We departed from Dublin airport on the Friday evening. First leg was to Abu Dhabi and then onto New Dehli for the first taste of India. Opted for overnight flights which was a mistake in retrospect as I didn't sleep a wink for the whole journey. Our layover was only a few hours so we only got to experience the inside of the airport in Abu Dhabi which is a shame. Anyways, the second flight was considerably shorter and we arrived into New Dehli mid afternoon. Our first experience of Indian efficiency was taking almost two hours to get a local sim registered on my phone. Esim wasn't an option as the handset is an older model. Anyways, after photos of passports, photos of us and lots of manual record taking we were finally good to go.
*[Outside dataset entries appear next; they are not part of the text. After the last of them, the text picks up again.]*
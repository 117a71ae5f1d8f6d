//! Public entry point over the mount table.
//!
//! Every call splits a full path (`c:/docs/a.txt`) into prefix and in-drive
//! path, looks up the driver, and delegates. Copies and moves between two
//! different drives are carried out here, since no single driver can.

use std::future::Future;
use std::sync::Arc;
use tracing::{debug, warn};

use super::error::{BatchOutcome, FsError, FsResult};
use super::mount::MountTable;
use super::ops::FileSystemDriver;
use super::path::{self, FullPath, child_path, deconstruct_full_path, rebase};
use super::types::{Blob, Filetype, MountInfo, Stat, Usage};

/// Drive-letter virtual file system.
#[derive(Debug, Clone, Default)]
pub struct Vfs {
    mounts: Arc<MountTable>,
}

type Resolved = (Arc<dyn FileSystemDriver>, FullPath);

/// Re-qualify in-drive outcome paths with their prefix.
fn qualify(prefix: &str, outcome: BatchOutcome) -> BatchOutcome {
    BatchOutcome {
        done: outcome
            .done
            .into_iter()
            .map(|p| path::join_full(prefix, &p))
            .collect(),
        failed: outcome
            .failed
            .into_iter()
            .map(|(p, e)| (path::join_full(prefix, &p), e))
            .collect(),
    }
}

/// Depth-first, pre-order listing of everything below `dir`.
fn walk_into(driver: &dyn FileSystemDriver, dir: &str, out: &mut Vec<String>) -> FsResult<()> {
    for name in driver.readdir(dir)? {
        let child = child_path(dir, &name);
        let is_dir = driver.filetype(&child)? == Filetype::Directory;
        out.push(child.clone());
        if is_dir {
            walk_into(driver, &child, out)?;
        }
    }
    Ok(())
}

/// Resumes sync on the driver if a batch future is dropped mid-flight.
struct ResumeOnDrop {
    driver: Option<Arc<dyn FileSystemDriver>>,
}

impl Drop for ResumeOnDrop {
    fn drop(&mut self) {
        let Some(driver) = self.driver.take() else {
            return;
        };
        match tokio::runtime::Handle::try_current() {
            Ok(handle) => {
                handle.spawn(async move {
                    if let Err(e) = driver.resume_sync().await {
                        warn!(prefix = %driver.prefix(), "resume after dropped batch failed: {e}");
                    }
                });
            }
            Err(_) => warn!(prefix = %driver.prefix(), "batch dropped outside a runtime; sync stays paused"),
        }
    }
}

impl Vfs {
    pub fn new() -> Self {
        Self::default()
    }

    /// Facade over an existing mount table.
    pub fn with_mounts(mounts: Arc<MountTable>) -> Self {
        Self { mounts }
    }

    pub fn mount_table(&self) -> &Arc<MountTable> {
        &self.mounts
    }

    fn resolve(&self, full: &str) -> FsResult<Resolved> {
        let full = deconstruct_full_path(full)?;
        let driver = self.mounts.get(&full.prefix)?;
        Ok((driver, full))
    }

    // ========================================================================
    // Mounting
    // ========================================================================

    pub async fn mount(&self, driver: impl FileSystemDriver + 'static) -> FsResult<()> {
        self.mounts.mount(driver).await
    }

    pub async fn mount_arc(&self, driver: Arc<dyn FileSystemDriver>) -> FsResult<()> {
        self.mounts.mount_arc(driver).await
    }

    pub async fn umount(&self, prefix: &str) -> FsResult<()> {
        self.mounts.umount(prefix).await
    }

    /// Unmount everything; persistent drives flush on the way out.
    pub async fn umount_all(&self) -> FsResult<()> {
        self.mounts.umount_all().await
    }

    pub fn mounts(&self) -> Vec<MountInfo> {
        self.mounts.mounts()
    }

    pub fn list(&self) -> Vec<String> {
        self.mounts.list()
    }

    pub fn next_letter(&self) -> Option<String> {
        self.mounts.next_letter()
    }

    // ========================================================================
    // Metadata
    // ========================================================================

    pub fn filetype(&self, path: &str) -> FsResult<Filetype> {
        let (driver, p) = self.resolve(path)?;
        driver.filetype(&p.path)
    }

    pub fn exists(&self, path: &str) -> FsResult<bool> {
        let (driver, p) = self.resolve(path)?;
        driver.exists(&p.path)
    }

    pub fn is_file(&self, path: &str) -> FsResult<bool> {
        let (driver, p) = self.resolve(path)?;
        driver.is_file(&p.path)
    }

    pub fn is_empty(&self, path: &str) -> FsResult<bool> {
        let (driver, p) = self.resolve(path)?;
        driver.is_empty(&p.path)
    }

    pub fn stat(&self, path: &str) -> FsResult<Stat> {
        let (driver, p) = self.resolve(path)?;
        driver.stat(&p.path)
    }

    pub fn readdir(&self, path: &str) -> FsResult<Vec<String>> {
        let (driver, p) = self.resolve(path)?;
        driver.readdir(&p.path)
    }

    /// Every path below `path` as full paths, depth-first, parents before
    /// children. The starting directory itself is not included.
    pub fn walk(&self, path: &str) -> FsResult<Vec<String>> {
        let (driver, p) = self.resolve(path)?;
        let mut found = Vec::new();
        walk_into(driver.as_ref(), &p.path, &mut found)?;
        Ok(found
            .into_iter()
            .map(|child| path::join_full(&p.prefix, &child))
            .collect())
    }

    pub fn usage(&self, prefix: &str) -> FsResult<Usage> {
        self.mounts.get(prefix)?.usage()
    }

    // ========================================================================
    // Content
    // ========================================================================

    pub async fn readbin(&self, path: &str) -> FsResult<Vec<u8>> {
        let (driver, p) = self.resolve(path)?;
        driver.readbin(&p.path).await
    }

    pub async fn readstr(&self, path: &str) -> FsResult<String> {
        let (driver, p) = self.resolve(path)?;
        driver.readstr(&p.path).await
    }

    pub async fn writebin(&self, path: &str, data: &[u8]) -> FsResult<()> {
        let (driver, p) = self.resolve(path)?;
        driver.writebin(&p.path, data).await
    }

    pub async fn writestr(&self, path: &str, text: &str) -> FsResult<()> {
        let (driver, p) = self.resolve(path)?;
        driver.writestr(&p.path, text).await
    }

    /// Full content packaged with a name and guessed MIME type.
    pub async fn to_blob(&self, path: &str) -> FsResult<Blob> {
        let (driver, p) = self.resolve(path)?;
        let data = driver.readbin(&p.path).await?;
        Ok(Blob::new(path::fname(&p.path), data))
    }

    // ========================================================================
    // Structure
    // ========================================================================

    pub async fn mkdir(&self, path: &str) -> FsResult<()> {
        let (driver, p) = self.resolve(path)?;
        driver.mkdir(&p.path).await
    }

    pub async fn touch(&self, path: &str) -> FsResult<()> {
        let (driver, p) = self.resolve(path)?;
        driver.touch(&p.path).await
    }

    pub async fn rm(&self, path: &str) -> FsResult<()> {
        let (driver, p) = self.resolve(path)?;
        driver.rm(&p.path).await
    }

    pub async fn rmdir(&self, path: &str) -> FsResult<()> {
        let (driver, p) = self.resolve(path)?;
        driver.rmdir(&p.path).await
    }

    pub async fn rename(&self, path: &str, new_name: &str) -> FsResult<()> {
        let (driver, p) = self.resolve(path)?;
        driver.rename(&p.path, new_name).await
    }

    pub async fn set_read_only(&self, path: &str, read_only: bool) -> FsResult<()> {
        let (driver, p) = self.resolve(path)?;
        driver.set_read_only(&p.path, read_only).await
    }

    pub async fn cpfile(&self, src: &str, dest: &str) -> FsResult<()> {
        let (from, s) = self.resolve(src)?;
        let (to, d) = self.resolve(dest)?;
        if s.prefix == d.prefix {
            return from.cpfile(&s.path, &d.path).await;
        }
        copy_file_across(from.as_ref(), &s, to.as_ref(), &d).await
    }

    /// Move a file. Across drives the source stays locked until the
    /// destination write succeeded and the source was removed.
    pub async fn mvfile(&self, src: &str, dest: &str) -> FsResult<()> {
        let (from, s) = self.resolve(src)?;
        let (to, d) = self.resolve(dest)?;
        if s.prefix == d.prefix {
            return from.mvfile(&s.path, &d.path).await;
        }
        let _transfer = self.mounts.transfer_lock().await;
        from.transfer_file(&s.path, to.as_ref(), &d.path).await
    }

    /// Copy a directory tree, continuing past individual failures.
    pub async fn cpdir(&self, src: &str, dest: &str) -> FsResult<BatchOutcome> {
        let (from, s) = self.resolve(src)?;
        let (to, d) = self.resolve(dest)?;
        if s.prefix == d.prefix {
            let outcome = from.cpdir(&s.path, &d.path).await?;
            return Ok(qualify(&s.prefix, outcome));
        }
        copy_tree_across(from.as_ref(), &s, to.as_ref(), &d).await
    }

    /// Move a directory tree.
    ///
    /// Across drives each file moves with [`FileSystemDriver::transfer_file`];
    /// files that fail stay at the source, and source directories are removed
    /// once they are empty.
    pub async fn mvdir(&self, src: &str, dest: &str) -> FsResult<BatchOutcome> {
        let (from, s) = self.resolve(src)?;
        let (to, d) = self.resolve(dest)?;
        if s.prefix == d.prefix {
            let outcome = from.mvdir(&s.path, &d.path).await?;
            return Ok(qualify(&s.prefix, outcome));
        }

        let _transfer = self.mounts.transfer_lock().await;
        if from.filetype(&s.path)? != Filetype::Directory {
            return Err(FsError::not_found(s.to_full()));
        }
        if from.read_only() {
            return Err(FsError::read_only(s.to_full()));
        }
        let mut entries = Vec::new();
        walk_into(from.as_ref(), &s.path, &mut entries)?;
        to.mkdir(&d.path).await?;

        let mut outcome = BatchOutcome::default();
        let mut dirs = vec![s.path.clone()];
        for entry in entries {
            let target = rebase(&entry, &s.path, &d.path);
            let full = path::join_full(&s.prefix, &entry);
            let result = match from.filetype(&entry) {
                Ok(Filetype::Directory) => to.mkdir(&target).await.map(|()| dirs.push(entry)),
                Ok(Filetype::File) => from.transfer_file(&entry, to.as_ref(), &target).await,
                Ok(Filetype::Missing) => Err(FsError::not_found(full.clone())),
                Err(e) => Err(e),
            };
            match result {
                Ok(()) => outcome.ok(full),
                Err(e) => outcome.fail(full, e),
            }
        }

        // Deepest first, so emptied parents go after their children.
        dirs.sort_by_key(|d| std::cmp::Reverse(path::depth(d)));
        for dir in dirs {
            if dir != "/" && from.readdir(&dir).is_ok_and(|children| children.is_empty()) {
                if let Err(e) = from.rmdir(&dir).await {
                    outcome.fail(path::join_full(&s.prefix, &dir), e);
                }
            }
        }
        debug!(src = %src, dest = %dest, failed = outcome.failed.len(), "cross-drive mvdir");
        Ok(outcome)
    }

    // ========================================================================
    // Sync batching
    // ========================================================================

    /// Run `f` with sync paused on the drive under `prefix`, resuming (and
    /// flushing once) on every exit path.
    pub async fn batch<T, F, Fut>(&self, prefix: &str, f: F) -> FsResult<T>
    where
        F: FnOnce() -> Fut,
        Fut: Future<Output = FsResult<T>>,
    {
        let driver = self.mounts.get(prefix)?;
        driver.pause_sync()?;
        let mut guard = ResumeOnDrop {
            driver: Some(Arc::clone(&driver)),
        };
        let result = f().await;
        guard.driver = None;
        let resumed = driver.resume_sync().await;
        match (result, resumed) {
            (Ok(value), Ok(())) => Ok(value),
            (Ok(_), Err(e)) => Err(e),
            (Err(e), resumed) => {
                if let Err(flush_err) = resumed {
                    warn!(prefix = %prefix, "flush after failed batch also failed: {flush_err}");
                }
                Err(e)
            }
        }
    }
}

async fn copy_file_across(
    from: &dyn FileSystemDriver,
    s: &FullPath,
    to: &dyn FileSystemDriver,
    d: &FullPath,
) -> FsResult<()> {
    if from.filetype(&s.path)? == Filetype::Directory {
        return Err(FsError::is_a_directory(s.to_full()));
    }
    let data = from.readbin(&s.path).await?;
    to.writebin(&d.path, &data).await
}

/// Copy `s` to `d` on another drive, entry by entry.
async fn copy_tree_across(
    from: &dyn FileSystemDriver,
    s: &FullPath,
    to: &dyn FileSystemDriver,
    d: &FullPath,
) -> FsResult<BatchOutcome> {
    if from.filetype(&s.path)? != Filetype::Directory {
        return Err(FsError::not_found(s.to_full()));
    }
    let mut entries = Vec::new();
    walk_into(from, &s.path, &mut entries)?;
    to.mkdir(&d.path).await?;

    let mut outcome = BatchOutcome::default();
    for entry in entries {
        let target = rebase(&entry, &s.path, &d.path);
        let full = path::join_full(&s.prefix, &entry);
        let result = match from.filetype(&entry) {
            Ok(Filetype::Directory) => to.mkdir(&target).await,
            Ok(Filetype::File) => match from.readbin(&entry).await {
                Ok(data) => to.writebin(&target, &data).await,
                Err(e) => Err(e),
            },
            Ok(Filetype::Missing) => Err(FsError::not_found(full.clone())),
            Err(e) => Err(e),
        };
        match result {
            Ok(()) => outcome.ok(full),
            Err(e) => outcome.fail(full, e),
        }
    }
    Ok(outcome)
}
Outside the terminal the air was less than clear. I'd been carrying a chesty cough since Christmas and each breath had a 'catch' to it. We'd been warned about air quality in dehli so we had masks with us. Onto our minibus with our driver, Surindar (aka Suki), who would be our driver for the next few days and we headed off to Agra city. It's about 4.5hrs to Agra and we were all excited though somewhat zonked at this stage. Our reason for going to Agra is because that's where the Taj Mahal is located, and it would be a shame not too see one of the wonders of the world while in the neighbourhood. So we arrived at our hotel in the evening time, properly wrecked and ready for a good nights sleep. We'd opted for good hotels for around 120 euro per night per room. In India that's pretty much 5 star - piano playing in the foyer, warm facecloths on arrival, luggage delivered to the room. At home you'd get a plain B&B! Bit of food into us in the restaurant and then off to bed for a much needed bit of kip.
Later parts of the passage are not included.